Ask HN: Which are some proprietary programming languages? - 8sigma


======
a3n
Java seems proprietary, based on the ongoing lawsuits between Oracle and
Google.

Is there any entity that could sue Google over the same transgressions if the
language were, say, C++?

[https://en.wikipedia.org/wiki/Programming_language#Proprieta...](https://en.wikipedia.org/wiki/Programming_language#Proprietary_languages)

------
informatimago
What would be your definition of "proprietary" here?

In some ways, Java is a proprietary programming language, owned now by Oracle.

Some privative applications have custom programming language, just like some
free software also have custom programming language (even if nowadays, there's
a choice of re-usable embedable programming languages, some of them even
standardized).

But what we can note in general, is that the "proprietary" programming
languages are a PITA to use.

For example, in Objecteering (version 5), there was a scripting language named
J which was horrible. For a fee, you could get one that was slightly less
horrible to use too. But still.

"Happily", in Objecteering version 6, I'm told they switched to java instead,
and indeed nowadays the offspring of Objecteering, Modelio, is based on
eclipse and uses Java.

Two other examples coming to mind are:

\- AutoCAD, with its infamous AutoLISP. Not that lisp be a bad embedded
programming language, on the contrary, if you look at emacs and its emacs lisp
(which is not the best of the lisps around but still let us write nice lisp
programs, from the small punctual customization to whole applications (emacs
has spreadsheets, web browsers, database management systems, games, IDEs,
anything written in emacs lisp)), or embeddable full Common Lisp
implementations such as ecl (libecl.so) or other less well known lisps
provided as libraries to be embedded in applications. But amongst the lisps,
AutoLISP is one of the worst. Not as bad as Gosling's MockLisp, the (pseudo)
lisp that was used in Gosling's Emacs, but still bad.

\- CYC and OpenCyc have a CycL lisp like language that's also quite bad, from
the language point of view. It's a wonder, given the availablility of ecl, why
people insist on designing their own half assed bad lisp, instead of just
embedding Common Lisp. Or even scheme, there are some quite good scheme
implementations that you could embed in applications...

There's of course also:

\- AppleScript. What an horror! I mean, I can understand that 30 or 40 years
after the COBOL experiment, they wanted to try it again to see whether they
could at least design a programming language using an English subset that any
non-programmer could use to script their system and applications. But this
SHOULD HAVE STAYED IN THE FUCKING LABORATORY! as a clearly failed experiment.

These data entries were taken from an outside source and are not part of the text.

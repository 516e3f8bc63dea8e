//! Reveal wrapper.
//!
//! Registers its element with the page's visibility watcher once mounted
//! and unregisters it on drop. The `active` class appears once the watcher
//! latches the key and stays for the rest of the page's life.

use dioxus::prelude::*;
use folio_ui::{reveal_class, transition_delay_style};

use crate::context::{use_mounted_elements, use_reveal_check, use_watcher};

#[component]
pub fn Reveal(
    /// Unique key, e.g. `"about.title"`
    id: String,
    /// Extra classes for the wrapper
    #[props(default)]
    class: String,
    /// Transition delay for staggered entrances
    #[props(default = 0)]
    delay_ms: u32,
    /// Visibility fraction for the intersection check
    #[props(default = folio_core::DEFAULT_THRESHOLD)]
    threshold: f64,
    children: Element,
) -> Element {
    let mut watcher = use_watcher();
    let mut mounted = use_mounted_elements();
    let checker = use_reveal_check();

    let revealed = watcher.read().is_revealed(&id);
    let class = reveal_class(&class, revealed);
    let style = transition_delay_style(delay_ms);

    use_drop({
        let id = id.clone();
        move || {
            if let Ok(mut w) = watcher.try_write() {
                w.unregister(&id);
            }
            if let Ok(mut m) = mounted.try_write() {
                m.remove(&id);
            }
        }
    });

    let on_mounted = {
        let id = id.clone();
        move |evt: MountedEvent| {
            mounted.write().insert(id.clone(), evt.data());
            watcher
                .write()
                .register_with_threshold(Some(id.clone()), threshold);
            checker.send(crate::context::RevealCheck);
        }
    };

    rsx! {
        div {
            class: "{class}",
            style: "{style}",
            onmounted: on_mounted,
            {children}
        }
    }
}
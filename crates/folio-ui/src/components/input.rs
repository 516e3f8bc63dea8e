//! Form Field Components
//!
//! Labelled text inputs and textareas for the contact form.
//! Features:
//! - Label bound to the control through `id`
//! - Primary-coloured focus ring
//! - Disabled while the form is submitting

use dioxus::prelude::*;

/// Properties for the Input component
#[derive(Clone, PartialEq, Props)]
pub struct InputProps {
    /// Form `name` attribute, also the default id
    pub name: String,
    /// Current input value
    pub value: String,
    /// Handler called when input changes
    pub oninput: EventHandler<String>,
    /// Input label text
    #[props(default)]
    pub label: Option<String>,
    /// Placeholder text
    #[props(default)]
    pub placeholder: Option<String>,
    /// Input type (text, email, ...)
    #[props(default = "text".to_string())]
    pub input_type: String,
    /// Whether the input is required
    #[props(default = false)]
    pub required: bool,
    /// Whether the input is disabled
    #[props(default = false)]
    pub disabled: bool,
    /// Optional ID for label association
    #[props(default)]
    pub id: Option<String>,
}

/// Labelled single-line input
///
/// # Example
///
/// ```rust,ignore
/// let mut name = use_signal(String::new);
///
/// rsx! {
///     Input {
///         name: "name".to_string(),
///         value: name(),
///         oninput: move |s| name.set(s),
///         label: "Your Name".to_string(),
///         required: true
///     }
/// }
/// ```
#[component]
pub fn Input(props: InputProps) -> Element {
    let id = field_id(props.id.as_deref(), &props.name);

    rsx! {
        div { class: "form-field",
            if let Some(label) = &props.label {
                label {
                    class: "form-label",
                    r#for: "{id}",
                    "{label}"
                }
            }
            input {
                id: "{id}",
                name: "{props.name}",
                class: "form-input",
                r#type: "{props.input_type}",
                value: "{props.value}",
                placeholder: props.placeholder.as_deref().unwrap_or(""),
                required: props.required,
                disabled: props.disabled,
                oninput: move |e| props.oninput.call(e.value()),
            }
        }
    }
}

/// Properties for the TextArea component
#[derive(Clone, PartialEq, Props)]
pub struct TextAreaProps {
    /// Form `name` attribute, also the default id
    pub name: String,
    /// Current textarea value
    pub value: String,
    /// Handler called when textarea changes
    pub oninput: EventHandler<String>,
    /// Textarea label
    #[props(default)]
    pub label: Option<String>,
    /// Placeholder text
    #[props(default)]
    pub placeholder: Option<String>,
    /// Number of visible rows
    #[props(default = 5)]
    pub rows: u32,
    /// Whether the textarea is required
    #[props(default = false)]
    pub required: bool,
    /// Whether the textarea is disabled
    #[props(default = false)]
    pub disabled: bool,
    /// Optional ID for label association
    #[props(default)]
    pub id: Option<String>,
}

/// Labelled multi-line input
#[component]
pub fn TextArea(props: TextAreaProps) -> Element {
    let id = field_id(props.id.as_deref(), &props.name);

    rsx! {
        div { class: "form-field",
            if let Some(label) = &props.label {
                label {
                    class: "form-label",
                    r#for: "{id}",
                    "{label}"
                }
            }
            textarea {
                id: "{id}",
                name: "{props.name}",
                class: "form-input form-textarea",
                rows: "{props.rows}",
                placeholder: props.placeholder.as_deref().unwrap_or(""),
                required: props.required,
                disabled: props.disabled,
                value: "{props.value}",
                oninput: move |e| props.oninput.call(e.value()),
            }
        }
    }
}

/// Explicit id, or one derived from the field name.
fn field_id(id: Option<&str>, name: &str) -> String {
    match id {
        Some(id) if !id.is_empty() => id.to_string(),
        _ => format!("field-{}", name),
    }
}

#[cfg(test)]
mod tests {
    use super::*;

    #[test]
    fn field_id_prefers_explicit() {
        assert_eq!(field_id(Some("contact-name"), "name"), "contact-name");
        assert_eq!(field_id(Some(""), "name"), "field-name");
        assert_eq!(field_id(None, "email"), "field-email");
    }
}
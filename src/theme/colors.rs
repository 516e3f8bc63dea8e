//! Color constants mirrored in the stylesheet's custom properties.

#![allow(dead_code)]

// === SURFACES ===
pub const BACKGROUND: &str = "#ffffff";
pub const SECONDARY: &str = "#f1f5f9";
pub const BORDER: &str = "#e2e8f0";
pub const GLASS: &str = "rgba(255, 255, 255, 0.7)";

// === TEXT ===
pub const FOREGROUND: &str = "#0f172a";
pub const MUTED: &str = "#64748b";

// === ACCENT ===
pub const PRIMARY: &str = "#1e293b";
pub const PRIMARY_FOREGROUND: &str = "#f8fafc";

// === SEMANTIC ===
pub const SUCCESS: &str = "#16a34a";
pub const DANGER: &str = "#dc2626";

#[cfg(test)]
mod tests {
    use super::*;
    use crate::theme::GLOBAL_STYLES;

    #[test]
    fn stylesheet_uses_palette() {
        for color in [BACKGROUND, SECONDARY, BORDER, FOREGROUND, MUTED, PRIMARY, SUCCESS, DANGER] {
            assert!(GLOBAL_STYLES.contains(color), "{} missing from stylesheet", color);
        }
    }
}
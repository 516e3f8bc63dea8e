//! EmailJS delivery.
//!
//! One `POST /api/v1.0/email/send` per message. The four form values are
//! passed as template variables; the service id, template id and public key
//! identify the account.

use futures::future::BoxFuture;
use serde::Serialize;

use super::sender::{ContactSender, SendError};
use super::ContactMessage;

pub const DEFAULT_EMAILJS_ENDPOINT: &str = "https://api.emailjs.com";

const SEND_PATH: &str = "/api/v1.0/email/send";

#[derive(Debug, Serialize)]
struct TemplateParams<'a> {
    from_name: &'a str,
    from_email: &'a str,
    subject: &'a str,
    message: &'a str,
}

#[derive(Debug, Serialize)]
struct SendRequest<'a> {
    service_id: &'a str,
    template_id: &'a str,
    user_id: &'a str,
    template_params: TemplateParams<'a>,
}

/// Sends contact messages through the EmailJS REST API.
#[derive(Debug, Clone)]
pub struct EmailJsSender {
    client: reqwest::Client,
    endpoint: String,
    service_id: String,
    template_id: String,
    public_key: String,
}

impl EmailJsSender {
    pub fn new(service_id: String, template_id: String, public_key: String) -> Self {
        Self {
            client: reqwest::Client::new(),
            endpoint: DEFAULT_EMAILJS_ENDPOINT.to_string(),
            service_id,
            template_id,
            public_key,
        }
    }

    /// Override the API base URL (self-hosted proxy, tests).
    pub fn with_endpoint(mut self, endpoint: impl Into<String>) -> Self {
        self.endpoint = endpoint.into();
        self
    }

    pub fn url(&self) -> String {
        format!("{}{}", self.endpoint.trim_end_matches('/'), SEND_PATH)
    }

    fn request_body<'a>(&'a self, message: &'a ContactMessage) -> SendRequest<'a> {
        SendRequest {
            service_id: &self.service_id,
            template_id: &self.template_id,
            user_id: &self.public_key,
            template_params: TemplateParams {
                from_name: &message.name,
                from_email: &message.email,
                subject: &message.subject,
                message: &message.message,
            },
        }
    }
}

impl ContactSender for EmailJsSender {
    fn send<'a>(&'a self, message: &'a ContactMessage) -> BoxFuture<'a, Result<(), SendError>> {
        Box::pin(async move {
            let url = self.url();
            tracing::debug!(%url, "Sending contact message via EmailJS");

            let response = self
                .client
                .post(&url)
                .json(&self.request_body(message))
                .send()
                .await?;

            let status = response.status();
            if status.is_success() {
                tracing::info!("Contact message delivered");
                return Ok(());
            }

            let body = response.text().await.unwrap_or_default();
            Err(SendError::Rejected {
                status: status.as_u16(),
                body,
            })
        })
    }
}

#[cfg(test)]
mod tests {
    use super::*;

    #[test]
    fn url_joins_endpoint() {
        let sender = EmailJsSender::new("s".into(), "t".into(), "k".into())
            .with_endpoint("http://localhost:8080/");
        assert_eq!(sender.url(), "http://localhost:8080/api/v1.0/email/send");
    }

    #[test]
    fn request_body_shape() {
        let sender = EmailJsSender::new("service_1".into(), "template_1".into(), "pk".into());
        let message = ContactMessage {
            name: "Jane".into(),
            email: "jane@x.com".into(),
            subject: "Hi".into(),
            message: "Hello".into(),
        };

        let json = serde_json::to_value(sender.request_body(&message)).unwrap();
        assert_eq!(json["service_id"], "service_1");
        assert_eq!(json["template_id"], "template_1");
        assert_eq!(json["user_id"], "pk");
        assert_eq!(json["template_params"]["from_name"], "Jane");
        assert_eq!(json["template_params"]["from_email"], "jane@x.com");
        assert_eq!(json["template_params"]["subject"], "Hi");
        assert_eq!(json["template_params"]["message"], "Hello");
    }
}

And anything "4G" and "integrated".

I'm sorry I can't give you more examples, since as I mentionned above, it's
generally a very difficult experience, I try to avoid anything related to
"proprietary" programming languages, so it's difficult to have an exhaustive
list.

Now we have to be careful to distinguish "proprietary" programming language,
(where the purpose is to provide a "Turing-complete" programming language to
write scripts or high level applications), from DSL, Domain Specific
Languages, that can have notions, notations and syntaxes that may seem strange
on the first look, but that are justified by the existing habits and usages of
a given community of users in a given domain. You may find in application some
domain specific language that may look strange but that fulfill completely the
need of their users. The problem only comes when they want to have programmers
use them.